Please quote the material exactly, every line of it.

DATA FOR PROCESSING
◆ ◆ ◆
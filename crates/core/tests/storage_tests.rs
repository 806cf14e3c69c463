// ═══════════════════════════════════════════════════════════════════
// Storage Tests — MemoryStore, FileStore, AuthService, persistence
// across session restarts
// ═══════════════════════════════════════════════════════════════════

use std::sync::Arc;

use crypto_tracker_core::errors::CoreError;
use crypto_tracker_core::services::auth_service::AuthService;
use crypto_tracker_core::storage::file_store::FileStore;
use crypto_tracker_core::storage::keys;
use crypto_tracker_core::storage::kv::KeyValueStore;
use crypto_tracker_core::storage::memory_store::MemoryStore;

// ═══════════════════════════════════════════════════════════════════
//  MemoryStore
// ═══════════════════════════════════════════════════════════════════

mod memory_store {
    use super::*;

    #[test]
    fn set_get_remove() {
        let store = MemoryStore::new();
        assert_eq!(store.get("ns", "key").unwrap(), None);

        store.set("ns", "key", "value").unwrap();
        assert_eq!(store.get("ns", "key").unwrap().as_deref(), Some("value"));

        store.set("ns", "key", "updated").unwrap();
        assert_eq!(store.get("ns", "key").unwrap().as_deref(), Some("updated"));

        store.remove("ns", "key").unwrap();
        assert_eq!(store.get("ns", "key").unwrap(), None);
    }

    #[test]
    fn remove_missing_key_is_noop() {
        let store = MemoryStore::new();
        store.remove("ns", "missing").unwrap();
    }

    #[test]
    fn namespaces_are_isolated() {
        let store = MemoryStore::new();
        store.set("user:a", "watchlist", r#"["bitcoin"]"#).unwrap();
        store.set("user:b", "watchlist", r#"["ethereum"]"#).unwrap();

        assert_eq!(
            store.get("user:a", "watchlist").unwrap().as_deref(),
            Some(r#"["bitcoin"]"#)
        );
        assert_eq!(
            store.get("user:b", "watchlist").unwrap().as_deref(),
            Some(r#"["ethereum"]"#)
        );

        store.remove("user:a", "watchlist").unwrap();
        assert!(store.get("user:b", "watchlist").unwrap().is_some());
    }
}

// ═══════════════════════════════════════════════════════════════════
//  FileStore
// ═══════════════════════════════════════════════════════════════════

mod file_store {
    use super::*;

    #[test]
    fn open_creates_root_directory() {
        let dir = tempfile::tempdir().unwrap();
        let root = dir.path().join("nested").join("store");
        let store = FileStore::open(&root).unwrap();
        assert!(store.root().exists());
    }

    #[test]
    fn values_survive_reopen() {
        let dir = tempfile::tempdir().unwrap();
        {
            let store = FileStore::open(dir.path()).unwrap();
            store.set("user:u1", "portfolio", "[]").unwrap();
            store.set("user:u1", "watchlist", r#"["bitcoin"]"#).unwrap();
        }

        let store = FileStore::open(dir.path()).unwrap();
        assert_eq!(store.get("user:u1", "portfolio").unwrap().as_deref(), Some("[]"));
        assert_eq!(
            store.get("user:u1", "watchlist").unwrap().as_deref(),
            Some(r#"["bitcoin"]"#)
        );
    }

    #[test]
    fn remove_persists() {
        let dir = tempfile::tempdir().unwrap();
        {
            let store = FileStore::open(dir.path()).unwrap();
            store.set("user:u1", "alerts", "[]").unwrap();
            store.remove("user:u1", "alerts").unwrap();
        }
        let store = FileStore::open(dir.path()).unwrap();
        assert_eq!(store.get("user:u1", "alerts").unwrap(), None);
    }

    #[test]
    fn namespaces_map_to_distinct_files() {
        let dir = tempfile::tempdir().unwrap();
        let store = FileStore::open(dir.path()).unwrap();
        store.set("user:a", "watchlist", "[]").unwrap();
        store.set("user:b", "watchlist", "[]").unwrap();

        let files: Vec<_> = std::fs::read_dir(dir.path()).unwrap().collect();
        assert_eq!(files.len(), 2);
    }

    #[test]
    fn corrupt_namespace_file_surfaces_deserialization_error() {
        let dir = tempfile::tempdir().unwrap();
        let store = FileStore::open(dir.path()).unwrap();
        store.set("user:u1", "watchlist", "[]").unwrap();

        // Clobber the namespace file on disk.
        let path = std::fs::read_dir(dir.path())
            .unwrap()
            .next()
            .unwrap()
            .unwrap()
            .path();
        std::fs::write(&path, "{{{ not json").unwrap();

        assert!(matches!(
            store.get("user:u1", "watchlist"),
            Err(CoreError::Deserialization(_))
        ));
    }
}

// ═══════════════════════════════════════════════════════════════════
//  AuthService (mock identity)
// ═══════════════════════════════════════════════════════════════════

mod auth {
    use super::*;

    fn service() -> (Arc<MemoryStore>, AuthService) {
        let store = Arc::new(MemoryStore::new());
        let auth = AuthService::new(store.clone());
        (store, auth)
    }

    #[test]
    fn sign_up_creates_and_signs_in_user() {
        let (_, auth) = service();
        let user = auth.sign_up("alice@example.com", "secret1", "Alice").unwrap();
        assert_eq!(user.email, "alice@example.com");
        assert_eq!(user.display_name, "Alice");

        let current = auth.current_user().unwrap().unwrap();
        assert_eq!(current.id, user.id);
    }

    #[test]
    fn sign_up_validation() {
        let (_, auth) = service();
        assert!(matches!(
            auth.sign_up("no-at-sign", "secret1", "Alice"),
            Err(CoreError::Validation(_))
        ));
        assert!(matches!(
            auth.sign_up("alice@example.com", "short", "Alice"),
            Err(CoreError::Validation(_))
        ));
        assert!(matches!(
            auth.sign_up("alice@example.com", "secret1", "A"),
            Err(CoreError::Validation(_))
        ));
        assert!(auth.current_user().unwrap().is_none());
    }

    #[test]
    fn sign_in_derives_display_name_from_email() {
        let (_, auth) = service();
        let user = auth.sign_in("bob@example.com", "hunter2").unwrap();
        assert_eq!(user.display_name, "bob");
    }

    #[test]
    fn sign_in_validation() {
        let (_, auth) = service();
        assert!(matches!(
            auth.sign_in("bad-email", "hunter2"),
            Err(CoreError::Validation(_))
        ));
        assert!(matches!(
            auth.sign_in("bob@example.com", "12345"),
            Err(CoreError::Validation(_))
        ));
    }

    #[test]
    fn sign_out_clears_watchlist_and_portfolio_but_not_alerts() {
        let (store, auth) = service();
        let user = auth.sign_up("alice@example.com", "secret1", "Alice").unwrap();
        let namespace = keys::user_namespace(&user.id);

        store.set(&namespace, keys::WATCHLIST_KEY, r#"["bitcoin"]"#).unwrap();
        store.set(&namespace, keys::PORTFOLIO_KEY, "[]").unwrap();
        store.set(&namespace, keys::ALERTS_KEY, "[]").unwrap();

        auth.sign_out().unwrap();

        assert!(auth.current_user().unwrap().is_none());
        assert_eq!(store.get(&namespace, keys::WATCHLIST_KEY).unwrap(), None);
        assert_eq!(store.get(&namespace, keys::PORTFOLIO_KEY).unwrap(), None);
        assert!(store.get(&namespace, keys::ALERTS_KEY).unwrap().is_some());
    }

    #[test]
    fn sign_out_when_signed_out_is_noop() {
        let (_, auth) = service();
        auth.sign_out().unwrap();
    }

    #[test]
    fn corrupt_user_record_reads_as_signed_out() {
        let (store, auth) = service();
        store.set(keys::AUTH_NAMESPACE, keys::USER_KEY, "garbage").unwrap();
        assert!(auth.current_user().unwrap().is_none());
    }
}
◆ ◆ ◆
ANSWER
filename crates/core/tests/storage_tests.rs
repository 806cf14e3c69c463
// ═══════════════════════════════════════════════════════════════════
// Storage Tests — MemoryStore, FileStore, AuthService, persistence
// across session restarts
// ═══════════════════════════════════════════════════════════════════

use std::sync::Arc;

use crypto_tracker_core::errors::CoreError;
use crypto_tracker_core::services::auth_service::AuthService;
use crypto_tracker_core::storage::file_store::FileStore;
use crypto_tracker_core::storage::keys;
use crypto_tracker_core::storage::kv::KeyValueStore;
use crypto_tracker_core::storage::memory_store::MemoryStore;

// ═══════════════════════════════════════════════════════════════════
//  MemoryStore
// ═══════════════════════════════════════════════════════════════════

mod memory_store {
    use super::*;

    #[test]
    fn set_get_remove() {
        let store = MemoryStore::new();
        assert_eq!(store.get("ns", "key").unwrap(), None);

        store.set("ns", "key", "value").unwrap();
        assert_eq!(store.get("ns", "key").unwrap().as_deref(), Some("value"));

        store.set("ns", "key", "updated").unwrap();
        assert_eq!(store.get("ns", "key").unwrap().as_deref(), Some("updated"));

        store.remove("ns", "key").unwrap();
        assert_eq!(store.get("ns", "key").unwrap(), None);
    }

    #[test]
    fn remove_missing_key_is_noop() {
        let store = MemoryStore::new();
        store.remove("ns", "missing").unwrap();
    }

    #[test]
    fn namespaces_are_isolated() {
        let store = MemoryStore::new();
        store.set("user:a", "watchlist", r#"["bitcoin"]"#).unwrap();
        store.set("user:b", "watchlist", r#"["ethereum"]"#).unwrap();

        assert_eq!(
            store.get("user:a", "watchlist").unwrap().as_deref(),
            Some(r#"["bitcoin"]"#)
        );
        assert_eq!(
            store.get("user:b", "watchlist").unwrap().as_deref(),
            Some(r#"["ethereum"]"#)
        );

        store.remove("user:a", "watchlist").unwrap();
        assert!(store.get("user:b", "watchlist").unwrap().is_some());
    }
}

// ═══════════════════════════════════════════════════════════════════
//  FileStore
// ═══════════════════════════════════════════════════════════════════

mod file_store {
    use super::*;

    #[test]
    fn open_creates_root_directory() {
        let dir = tempfile::tempdir().unwrap();
        let root = dir.path().join("nested").join("store");
        let store = FileStore::open(&root).unwrap();
        assert!(store.root().exists());
    }

    #[test]
    fn values_survive_reopen() {
        let dir = tempfile::tempdir().unwrap();
        {
            let store = FileStore::open(dir.path()).unwrap();
            store.set("user:u1", "portfolio", "[]").unwrap();
            store.set("user:u1", "watchlist", r#"["bitcoin"]"#).unwrap();
        }

        let store = FileStore::open(dir.path()).unwrap();
        assert_eq!(store.get("user:u1", "portfolio").unwrap().as_deref(), Some("[]"));
        assert_eq!(
            store.get("user:u1", "watchlist").unwrap().as_deref(),
            Some(r#"["bitcoin"]"#)
        );
    }

    #[test]
    fn remove_persists() {
        let dir = tempfile::tempdir().unwrap();
        {
            let store = FileStore::open(dir.path()).unwrap();
            store.set("user:u1", "alerts", "[]").unwrap();
            store.remove("user:u1", "alerts").unwrap();
        }
        let store = FileStore::open(dir.path()).unwrap();
        assert_eq!(store.get("user:u1", "alerts").unwrap(), None);
    }

    #[test]
    fn namespaces_map_to_distinct_files() {
        let dir = tempfile::tempdir().unwrap();
        let store = FileStore::open(dir.path()).unwrap();
        store.set("user:a", "watchlist", "[]").unwrap();
        store.set("user:b", "watchlist", "[]").unwrap();

        let files: Vec<_> = std::fs::read_dir(dir.path()).unwrap().collect();
        assert_eq!(files.len(), 2);
    }

    #[test]
    fn corrupt_namespace_file_surfaces_deserialization_error() {
        let dir = tempfile::tempdir().unwrap();
        let store = FileStore::open(dir.path()).unwrap();
        store.set("user:u1", "watchlist", "[]").unwrap();

        // Clobber the namespace file on disk.
        let path = std::fs::read_dir(dir.path())
            .unwrap()
            .next()
            .unwrap()
            .unwrap()
            .path();
        std::fs::write(&path, "{{{ not json").unwrap();

        assert!(matches!(
            store.get("user:u1", "watchlist"),
            Err(CoreError::Deserialization(_))
        ));
    }
}

// ═══════════════════════════════════════════════════════════════════
//  AuthService (mock identity)
// ═══════════════════════════════════════════════════════════════════

mod auth {
    use super::*;

    fn service() -> (Arc<MemoryStore>, AuthService) {
        let store = Arc::new(MemoryStore::new());
        let auth = AuthService::new(store.clone());
        (store, auth)
    }

    #[test]
    fn sign_up_creates_and_signs_in_user() {
        let (_, auth) = service();
        let user = auth.sign_up("alice@example.com", "secret1", "Alice").unwrap();
        assert_eq!(user.email, "alice@example.com");
        assert_eq!(user.display_name, "Alice");

        let current = auth.current_user().unwrap().unwrap();
        assert_eq!(current.id, user.id);
    }

    #[test]
    fn sign_up_validation() {
        let (_, auth) = service();
        assert!(matches!(
            auth.sign_up("no-at-sign", "secret1", "Alice"),
            Err(CoreError::Validation(_))
        ));
        assert!(matches!(
            auth.sign_up("alice@example.com", "short", "Alice"),
            Err(CoreError::Validation(_))
        ));
        assert!(matches!(
            auth.sign_up("alice@example.com", "secret1", "A"),
            Err(CoreError::Validation(_))
        ));
        assert!(auth.current_user().unwrap().is_none());
    }

    #[test]
    fn sign_in_derives_display_name_from_email() {
        let (_, auth) = service();
        let user = auth.sign_in("bob@example.com", "hunter2").unwrap();
        assert_eq!(user.display_name, "bob");
    }

    #[test]
    fn sign_in_validation() {
        let (_, auth) = service();
        assert!(matches!(
            auth.sign_in("bad-email", "hunter2"),
            Err(CoreError::Validation(_))
        ));
        assert!(matches!(
            auth.sign_in("bob@example.com", "12345"),
            Err(CoreError::Validation(_))
        ));
    }

    #[test]
    fn sign_out_clears_watchlist_and_portfolio_but_not_alerts() {
        let (store, auth) = service();
        let user = auth.sign_up("alice@example.com", "secret1", "Alice").unwrap();
        let namespace = keys::user_namespace(&user.id);

        store.set(&namespace, keys::WATCHLIST_KEY, r#"["bitcoin"]"#).unwrap();
        store.set(&namespace, keys::PORTFOLIO_KEY, "[]").unwrap();
        store.set(&namespace, keys::ALERTS_KEY, "[]").unwrap();

        auth.sign_out().unwrap();

        assert!(auth.current_user().unwrap().is_none());
        assert_eq!(store.get(&namespace, keys::WATCHLIST_KEY).unwrap(), None);
        assert_eq!(store.get(&namespace, keys::PORTFOLIO_KEY).unwrap(), None);
        assert!(store.get(&namespace, keys::ALERTS_KEY).unwrap().is_some());
    }

    #[test]
    fn sign_out_when_signed_out_is_noop() {
        let (_, auth) = service();
        auth.sign_out().unwrap();
    }

    #[test]
    fn corrupt_user_record_reads_as_signed_out() {
        let (store, auth) = service();
        store.set(keys::AUTH_NAMESPACE, keys::USER_KEY, "garbage").unwrap();
        assert!(auth.current_user().unwrap().is_none());
    }
}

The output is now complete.